Special sessions will also focus on the application of Artificial Intelligence in cybersecurity operations, providing attendees with the latest insights into how AI can augment both defense and attack strategies. By the end of the workshop, participants will have gained critical skills and knowledge to secure enterprise environments and stay ahead in the evolving cybersecurity landscape.

Target Audience

The SANOG Cybersecurity Workshop is tailored for IT professionals, network engineers, cybersecurity analysts, system administrators, and anyone involved in securing digital infrastructures. It is ideal for both intermediate and advanced participants who are responsible for protecting enterprise environments, managing network security, or responding to cyber threats. This workshop is also highly beneficial for governance, risk, and compliance officers looking to strengthen their understanding of cybersecurity frameworks, as well as Red and Blue Team members seeking hands-on experience in real-world attack scenarios. Additionally, decision-makers and leaders who oversee cybersecurity strategies in their organizations will find value in understanding the latest trends and practices, including the application of AI in cybersecurity operations.

Pre-requisites

Before attending the Workshop, participants should have a foundational understanding of IT infrastructure and cybersecurity principles to maximize the learning experience. While the workshop is designed to cater to varying levels of expertise, having prior exposure to networking, system administration, and security tools will enable attendees to engage more deeply with the advanced topics and hands-on labs. Below are the key prerequisites to ensure participants are well-prepared:

o Basic understanding of networking and IT infrastructure.

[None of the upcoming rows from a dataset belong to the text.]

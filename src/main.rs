//! cumulus-slicer - cluster bootstrap and partition planning
//!
//! Entry point for the CLI application.

use anyhow::{Context, Result};
use clap::Parser;
use cumulus_slicer::cluster::{
    ClusterMonitor, HostReport, LocalNodeHandler, MonitorOptions, MonitorReport, PrimaryCoordinator,
};
use cumulus_slicer::config::{CliArgs, ClusterConfig, Command, SLICER_READY_SENTINEL};
use cumulus_slicer::error::{ConfigError, PollFailure};
use cumulus_slicer::node::Node;
use cumulus_slicer::planner::{
    build_descriptor, read_test_sequence, DeploymentDescriptor, MapCatalog, PartitionDirective,
    PartitionPlanner,
};
use cumulus_slicer::progress::{
    print_header, print_maps, print_plan_summary, print_report, BootstrapProgress,
};
use cumulus_slicer::rpc::{Connector, ControlServer, HttpConnector, RemoteClient};
use std::collections::HashSet;
use std::fs::File;
use std::io::{self, Write};
use std::net::SocketAddr;
use std::path::{Path, PathBuf};
use std::process::ExitCode;
use std::sync::atomic::{AtomicBool, Ordering};
use std::sync::Arc;
use std::thread;
use std::time::Duration;
use tracing::{error, info, warn};
use tracing_subscriber::EnvFilter;

fn main() -> ExitCode {
    match run() {
        Ok(()) => ExitCode::SUCCESS,
        Err(e) => {
            error!("{:#}", e);
            eprintln!("Error: {:#}", e);
            ExitCode::FAILURE
        }
    }
}

fn run() -> Result<()> {
    let args = CliArgs::parse();

    setup_logging(args.verbose, args.quiet)?;

    match args.command {
        Command::Plan {
            catalog,
            output,
            cluster,
            nodes,
            partitions,
            domains,
            default_domain,
            test,
            persist,
            ignore_keys,
        } => run_plan(PlanRequest {
            catalog,
            output,
            cluster,
            nodes,
            partitions,
            domains,
            default_domain,
            test,
            persist,
            ignore_keys,
        }),
        Command::Bootstrap {
            config,
            ready_timeout,
        } => run_bootstrap(&config, ready_timeout, args.quiet),
        Command::Serve { config, port } => run_serve(&config, port),
        Command::Status { config } => run_status(&config),
    }
}

/// Options of the `plan` subcommand
struct PlanRequest {
    catalog: PathBuf,
    output: Option<PathBuf>,
    cluster: Option<PathBuf>,
    nodes: Vec<String>,
    partitions: Vec<String>,
    domains: Vec<String>,
    default_domain: u64,
    test: Option<PathBuf>,
    persist: bool,
    ignore_keys: bool,
}

fn run_plan(request: PlanRequest) -> Result<()> {
    let catalog = MapCatalog::load(&request.catalog).context("Failed to load map catalog")?;

    let mut nodes = match &request.cluster {
        Some(path) => {
            ClusterConfig::load(path)
                .context("Failed to load cluster configuration")?
                .nodes
        }
        None => Vec::new(),
    };
    for definition in &request.nodes {
        nodes.push(Node::parse_definition(definition)?);
    }
    let mut names = HashSet::new();
    for node in &nodes {
        if !names.insert(node.name.clone()) {
            return Err(ConfigError::DuplicateNode {
                name: node.name.clone(),
            }
            .into());
        }
    }
    let node_count = nodes.len();

    let mut planner = PartitionPlanner::new(nodes)
        .default_domain(request.default_domain)
        .ignore_keys(request.ignore_keys);
    for domain in &request.domains {
        let (map, size) = PartitionPlanner::parse_domain(domain)?;
        planner = planner.domain(map, size);
    }
    for partition in &request.partitions {
        planner = planner.directive(PartitionDirective::parse(partition)?);
    }

    let test_sequence = match &request.test {
        Some(path) => {
            let text = std::fs::read_to_string(path)
                .with_context(|| format!("Failed to read test sequence {}", path.display()))?;
            read_test_sequence(&text)
        }
        None => Vec::new(),
    };

    let descriptor = build_descriptor(&planner, &catalog, test_sequence, request.persist)
        .context("Partition planning failed")?;

    match &request.output {
        Some(path) => {
            print_maps(&catalog);
            write_descriptor(path, &descriptor)?;
            let path = path.display().to_string();
            print_plan_summary(&descriptor.partitions, node_count, Some(&path));
        }
        None => {
            let stdout = io::stdout();
            descriptor
                .write_to(&mut stdout.lock())
                .context("Failed to write descriptor")?;
        }
    }

    Ok(())
}

/// Write the descriptor, removing the file again if writing fails
fn write_descriptor(path: &Path, descriptor: &DeploymentDescriptor) -> Result<()> {
    let written = File::create(path).and_then(|mut file| {
        descriptor.write_to(&mut file)?;
        file.sync_all()
    });

    if let Err(e) = written {
        let _ = std::fs::remove_file(path);
        return Err(e).with_context(|| format!("Failed to write {}", path.display()));
    }

    info!(path = %path.display(), "Descriptor written");
    Ok(())
}

fn load_config(path: &Path) -> Result<ClusterConfig> {
    ClusterConfig::load(path)
        .with_context(|| format!("Invalid cluster configuration {}", path.display()))
}

fn start_handler(
    config: &Arc<ClusterConfig>,
    connector: &Arc<dyn Connector>,
) -> Result<LocalNodeHandler> {
    LocalNodeHandler::new(config.local_host.clone(), Arc::clone(config), Arc::clone(connector))
        .context("Failed to start node handler")
}

fn run_bootstrap(path: &Path, ready_timeout: Option<u64>, quiet: bool) -> Result<()> {
    let mut config = load_config(path)?;
    if let Some(secs) = ready_timeout {
        config.readiness_timeout_secs = secs.max(1);
    }
    let config = Arc::new(config);

    let connector: Arc<dyn Connector> = Arc::new(HttpConnector::new(config.poll_timeout()));
    let handler = start_handler(&config, &connector)?;

    // Remote slicers connect back here to forward their logs
    let _server = if config.remote_hosts().is_empty() {
        None
    } else {
        let target: Arc<dyn RemoteClient> = Arc::new(handler.clone());
        let addr = SocketAddr::from(([0, 0, 0, 0], config.control_port));
        Some(ControlServer::bind(addr, target).context("Failed to bind control port")?)
    };

    if !quiet {
        print_header(
            "Bootstrap",
            &format!("{} worker(s), switch {}", config.worker_count(), config.switch),
        );
    }

    let shutdown = Arc::new(AtomicBool::new(false));
    let flag = Arc::clone(&shutdown);
    ctrlc::set_handler(move || {
        eprintln!("\nInterrupt received, shutting down...");
        flag.store(true, Ordering::SeqCst);
    })
    .context("Failed to set signal handler")?;

    let mut coordinator = PrimaryCoordinator::new(Arc::clone(&config), handler.clone(), connector)
        .with_reporter(Arc::new(|report: &MonitorReport| print_report(report)));

    if let Err(e) = coordinator.bootstrap() {
        coordinator.shutdown();
        return Err(e).context("Bootstrap failed");
    }

    let progress = (!quiet).then(|| BootstrapProgress::new(config.worker_count() + 1));
    let ready = coordinator.wait_until_ready(config.readiness_timeout(), |event| {
        if let Some(p) = &progress {
            p.update(event);
        }
    });

    match ready {
        Ok(()) => {
            if let Some(p) = &progress {
                p.finish("Cluster ready");
            }
        }
        Err(e) => {
            if let Some(p) = &progress {
                p.finish_and_clear();
            }
            if let Some(log) = e.log_context() {
                eprintln!("{}", log);
            }
            coordinator.shutdown();
            return Err(e).context("Cluster did not become ready");
        }
    }

    info!(hosts = ?coordinator.monitored_hosts(), "Monitoring cluster, Ctrl-C to stop");
    while !shutdown.load(Ordering::SeqCst) {
        thread::sleep(Duration::from_millis(200));
    }

    coordinator.shutdown();
    handler.wait().context("Node handler failed")?;
    Ok(())
}

fn run_serve(path: &Path, port: Option<u16>) -> Result<()> {
    let config = Arc::new(load_config(path)?);
    let port = port.unwrap_or(config.control_port);

    let connector: Arc<dyn Connector> = Arc::new(HttpConnector::new(config.poll_timeout()));
    let handler = LocalNodeHandler::new(machine_hostname(), Arc::clone(&config), connector)
        .context("Failed to start node handler")?;

    let target: Arc<dyn RemoteClient> = Arc::new(handler.clone());
    let server = ControlServer::bind(SocketAddr::from(([0, 0, 0, 0], port)), target)
        .with_context(|| format!("Failed to bind control port {}", port))?;

    let interrupted = handler.clone();
    ctrlc::set_handler(move || {
        eprintln!("\nInterrupt received, shutting down...");
        if let Err(e) = interrupted.shutdown() {
            warn!(error = %e, "Shutdown failed");
        }
    })
    .context("Failed to set signal handler")?;

    // The coordinator's node manager waits for this line
    println!("{}", SLICER_READY_SENTINEL);
    io::stdout().flush()?;
    info!(addr = %server.local_addr(), "Serving");

    handler.wait().context("Node handler failed")?;
    drop(server);
    Ok(())
}

fn run_status(path: &Path) -> Result<()> {
    let config = Arc::new(load_config(path)?);
    let connector: Arc<dyn Connector> = Arc::new(HttpConnector::new(config.poll_timeout()));

    let local = start_handler(&config, &connector)?;

    let mut clients: Vec<(String, Arc<dyn RemoteClient>)> = Vec::new();
    let mut unreachable = Vec::new();
    for host in config.hosts() {
        if config.is_local(&host) {
            let client: Arc<dyn RemoteClient> = Arc::new(local.clone());
            clients.push((host, client));
            continue;
        }
        match connector.connect(&config.control_address(&host)) {
            Ok(client) => clients.push((host, client)),
            Err(e) => unreachable.push(HostReport {
                outcome: Err(PollFailure::Failed {
                    host: host.clone(),
                    reason: e.to_string(),
                }),
                host,
            }),
        }
    }

    let mut report = ClusterMonitor::collect_once(clients, MonitorOptions::from_config(&config))
        .context("Status poll failed")?;
    report.hosts.extend(unreachable);
    print_report(&report);

    local.shutdown()?;
    Ok(())
}

fn machine_hostname() -> String {
    hostname::get()
        .map(|h| h.to_string_lossy().to_string())
        .unwrap_or_else(|_| "localhost".to_string())
}

fn setup_logging(verbose: bool, quiet: bool) -> Result<()> {
    let filter = if verbose {
        EnvFilter::new("cumulus_slicer=debug,warn")
    } else if quiet {
        EnvFilter::new("cumulus_slicer=warn,warn")
    } else {
        EnvFilter::new("cumulus_slicer=info,warn")
    };

    tracing_subscriber::fmt()
        .with_env_filter(filter)
        .with_writer(io::stderr)
        .with_target(false)
        .with_thread_ids(false)
        .with_file(false)
        .with_line_number(false)
        .init();

    Ok(())
}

o Familiarity with cybersecurity concepts and terminologies.

o Experience with system administration or network management is recommended.

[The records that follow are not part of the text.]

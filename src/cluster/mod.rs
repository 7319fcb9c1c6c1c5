//! Cluster bootstrap and supervision
//!
//! - `handler`: the per-member actor with its log inbox
//! - `bootstrap`: readiness counting
//! - `manager`: proxy for a slicer on a remote host
//! - `coordinator`: drives the bootstrap from the primary
//! - `monitor`: periodic process-table polling

pub mod bootstrap;
pub mod coordinator;
pub mod handler;
pub mod manager;
pub mod monitor;

pub use bootstrap::{BootstrapEvent, BootstrapState, BootstrapTracker};
pub use coordinator::PrimaryCoordinator;
pub use handler::{InboxMessage, LocalNodeHandler};
pub use manager::{ManagerSettings, NodeManager};
pub use monitor::{ClusterMonitor, HostReport, MonitorOptions, MonitorReport, ProcessStat, Reporter};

o Knowledge of operating systems (Windows and Linux) and their security features.

o Exposure to governance, risk, and compliance (GRC) frameworks is beneficial but not mandatory.

o Hands-on experience with basic cybersecurity tools like firewalls, IDS/IPS, or SIEM would be advantageous.

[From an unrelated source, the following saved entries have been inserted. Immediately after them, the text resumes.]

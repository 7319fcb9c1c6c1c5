//! Local node handler - the in-process actor every cluster member runs
//!
//! The handler owns an inbox consumed by exactly one thread. Log lines
//! from locally launched processes are posted as `Data` messages and
//! forwarded, in arrival order, to every subscriber. A subscriber that
//! fails to accept a line is dropped.
//!
//! The handler on the coordinator is declared master: it subscribes
//! itself and feeds every line it receives to the bootstrap tracker.

use crate::cluster::bootstrap::BootstrapTracker;
use crate::config::{ClusterConfig, LinePattern};
use crate::error::{RpcError, RpcResult, SlicerError, SpawnError};
use crate::process::{Launch, LineSink, LogLine, ProcessSupervisor};
use crate::rpc::{Connector, RemoteClient};
use crossbeam_channel::{unbounded, Receiver, Sender};
use parking_lot::Mutex;
use std::process::Command;
use std::sync::atomic::{AtomicBool, Ordering};
use std::sync::{Arc, Weak};
use std::thread::{self, JoinHandle};
use tracing::{debug, info, warn};

/// Messages consumed by the handler's inbox loop
pub enum InboxMessage {
    /// A line of process output
    Data(LogLine),

    /// Forward subsequent lines to this client
    Subscribe(Arc<dyn RemoteClient>),

    /// Stop after this message; anything queued behind it is discarded
    Shutdown,
}

struct HandlerInner {
    host: String,
    config: Arc<ClusterConfig>,
    connector: Arc<dyn Connector>,
    inbox: Sender<InboxMessage>,
    master: AtomicBool,
    processor: Mutex<Option<BootstrapTracker>>,
    processes: Mutex<Vec<ProcessSupervisor>>,
    consumer: Mutex<Option<JoinHandle<()>>>,
}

Course outline may consist of:

Day 1: Introduction to Cybersecurity & Governance, Risk, Compliance (GRC)

• Introduction to Cybersecurity

• Importance of cybersecurity: Organizational reputation, downtime prevention, and compliance.

• Attack trends: Statistics on compromise, cost of recovery, and reputational impact.

• Introduction to GRC: Governance, risk management, and compliance as a business decision.

• Governance, Risk, and Compliance (GRC)

• Overview of laws, regulations, and frameworks (GDPR, HIPAA, National Cybersecurity Policy).

• Regulatory and technical frameworks (NIST, PCI DSS, ISO 27001, MITRE ATT&CK).

• Implementing and maintaining effective governance controls.

Day 2: Enterprise Security Architecture & Network Security

• Enterprise Security Architecture

• CIA triad (Confidentiality, Integrity, Availability) and security management.

• Identity management: Active Directory, Entra ID, and authentication mechanisms.

• Network security: IDS/IPS, WAF, network segmentation, Zero Trust, and SASE.

• Cloud security: CASB, SIEM/SOAR/TIP.

• Labs (Hands-on)

• Reconnaissance, resource development, initial access, and defense evasion.

Day 3: Attack Lifecycle & Exploitation Techniques

• Attack Lifecycle

• Credential access, lateral movement, data collection, and exfiltration.

• Command and control strategies for maintaining persistence in compromised systems.

• Labs (Hands-on)

• Web and infrastructure exploitation: Password attacks, Remote Code Execution (RCE), and server vulnerabilities.

• Establishing persistence and exfiltration of data in practical environments.

Day 4: AI in Cybersecurity & Future Skills

• AI in Cybersecurity

• Application of AI in Blue and Red Team operations.

• Enhancing security operations with AI tools and techniques.

• Upskilling and Summary

• Pathways for upskilling in cybersecurity.

• Summary and discussion of the MITRE framework for cybersecurity operations.

Other requirements

Participants are required to bring their own laptop, Administrative access to the devices will be required.